Because the degree of DNA methylation appears to be a relatively reliable genetic marker for some forms of cancer, researchers have explored the possibility of altering DNA methylation as a form of cancer therapy. Initial studies indicate that while hypomethylation suppresses the formation of some tumors, other tumors thrive. Why would one expect different cancers to respond differently to either hypomethylation or hypermethylation therapies?

DNA methylation is a biochemical process involving the addition of a methyl group to the DNA molecule, typically at cytosine bases. This modification can regulate gene expression without altering the underlying DNA sequence, influencing cellular functions and development.
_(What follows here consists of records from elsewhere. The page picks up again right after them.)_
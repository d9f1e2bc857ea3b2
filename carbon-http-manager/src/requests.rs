use crate::HttpRequest;

pub fn get(url: impl Into<String>) -> HttpRequest {
    HttpRequest {
        method: "GET".to_string(),
        url: url.into(),
        headers: Vec::new(),
        body: Vec::new(),
    }
}

pub fn post(url: impl Into<String>, body: impl Into<Vec<u8>>) -> HttpRequest {
    HttpRequest {
        method: "POST".to_string(),
        url: url.into(),
        headers: Vec::new(),
        body: body.into(),
    }
}
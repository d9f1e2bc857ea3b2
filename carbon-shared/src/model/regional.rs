use chrono::{DateTime, Utc};
use serde::{Deserialize, Serialize};
use url::Url;

use super::endpoint;
use super::intensity::{format_period, Period};

pub fn url(base: &Url, from: &DateTime<Utc>, outcode: &str) -> Result<Url, url::ParseError> {
    endpoint(
        base,
        &format!(
            "regional/intensity/{}/fw24h/postcode/{outcode}",
            format_period(from)
        ),
    )
}

/// The region a postcode falls in, with its forecast periods.
#[derive(Clone, Debug, Default, PartialEq, Serialize, Deserialize)]
pub struct RegionalResponse {
    pub data: Region,
}

#[derive(Clone, Debug, Default, PartialEq, Serialize, Deserialize)]
pub struct Region {
    #[serde(rename = "regionid")]
    pub region_id: i64,
    #[serde(rename = "dnoregion", default)]
    pub dno_region: String,
    #[serde(default)]
    pub shortname: String,
    #[serde(default)]
    pub postcode: String,
    pub data: Vec<Period>,
}
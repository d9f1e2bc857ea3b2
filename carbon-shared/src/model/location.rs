use serde::{Deserialize, Serialize};

#[derive(Clone, Copy, Debug, Default, PartialEq, Serialize, Deserialize)]
pub struct Coordinate {
    pub latitude: f64,
    pub longitude: f64,
}

/// A resolved position: where the device is and which postcode district it falls in.
#[derive(Clone, Debug, Default, PartialEq, Serialize, Deserialize)]
pub struct Location {
    pub coordinate: Coordinate,
    pub outcode: String,
    pub admin_district: String,
}
use async_trait::async_trait;
use carbon_http_manager::{HttpError, HttpManager, HttpRequest, HttpResult};
use carbon_time_manager::{TimeManager, TimeResponse};
use std::sync::{Mutex, PoisonError};

use crate::capabilities::location::{LocationManager, LocationRequest, LocationResponse};
use crate::config::AppConfig;
use crate::shell::Shell;
use crate::view_model::ViewModel;

/// Shell for native hosts: reqwest for HTTP, the system clock, and a fixed
/// (or absent) location. The most recent view is kept for the host to read.
pub struct NativeShell {
    http: HttpManager,
    clock: TimeManager,
    location: LocationManager,
    view: Mutex<Option<ViewModel>>,
}

impl NativeShell {
    pub fn new(config: &AppConfig) -> Result<Self, HttpError> {
        let location = config
            .location
            .map(LocationManager::Fixed)
            .unwrap_or_default();
        Ok(Self {
            http: HttpManager::new(config.http.clone())?,
            clock: TimeManager::System,
            location,
            view: Mutex::new(None),
        })
    }

    pub fn with_clock(mut self, clock: TimeManager) -> Self {
        self.clock = clock;
        self
    }

    pub fn with_location(mut self, location: LocationManager) -> Self {
        self.location = location;
        self
    }

    pub fn latest_view(&self) -> Option<ViewModel> {
        self.view
            .lock()
            .unwrap_or_else(PoisonError::into_inner)
            .clone()
    }
}

#[async_trait]
impl Shell for NativeShell {
    async fn execute_http(&self, request: HttpRequest) -> HttpResult {
        self.http.execute(request).await
    }

    async fn execute_location(&self, request: LocationRequest) -> LocationResponse {
        self.location.locate(request)
    }

    async fn execute_time(&self) -> TimeResponse {
        self.clock.now()
    }

    fn execute_render(&self, view: ViewModel) {
        tracing::debug!(mode = ?view.mode, local = %view.local_name, "render");
        *self.view.lock().unwrap_or_else(PoisonError::into_inner) = Some(view);
    }
}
In cancer, abnormal methylation patterns can lead to the silencing of tumor suppressor genes or activation of oncogenes, contributing to tumorigenesis.

Tumor heterogeneity refers to the diverse genetic and phenotypic variations observed within and between tumors. This variability can arise from differences in genetic mutations, epigenetic modifications, and microenvironmental factors. As a result, different cancer types or even subtypes of the same cancer may respond differently to treatments targeting methylation, making personalized approaches essential in cancer therapy.

Epigenetic therapy involves the use of drugs or interventions to modify epigenetic marks, such as DNA methylation, to restore normal gene function in cancer cells. These therapies can either inhibit methylation (hypomethylation) to reactivate silenced genes or promote methylation (hypermethylation) to silence overactive oncogenes. The effectiveness of these therapies can vary significantly among different cancers due to their unique epigenetic landscapes.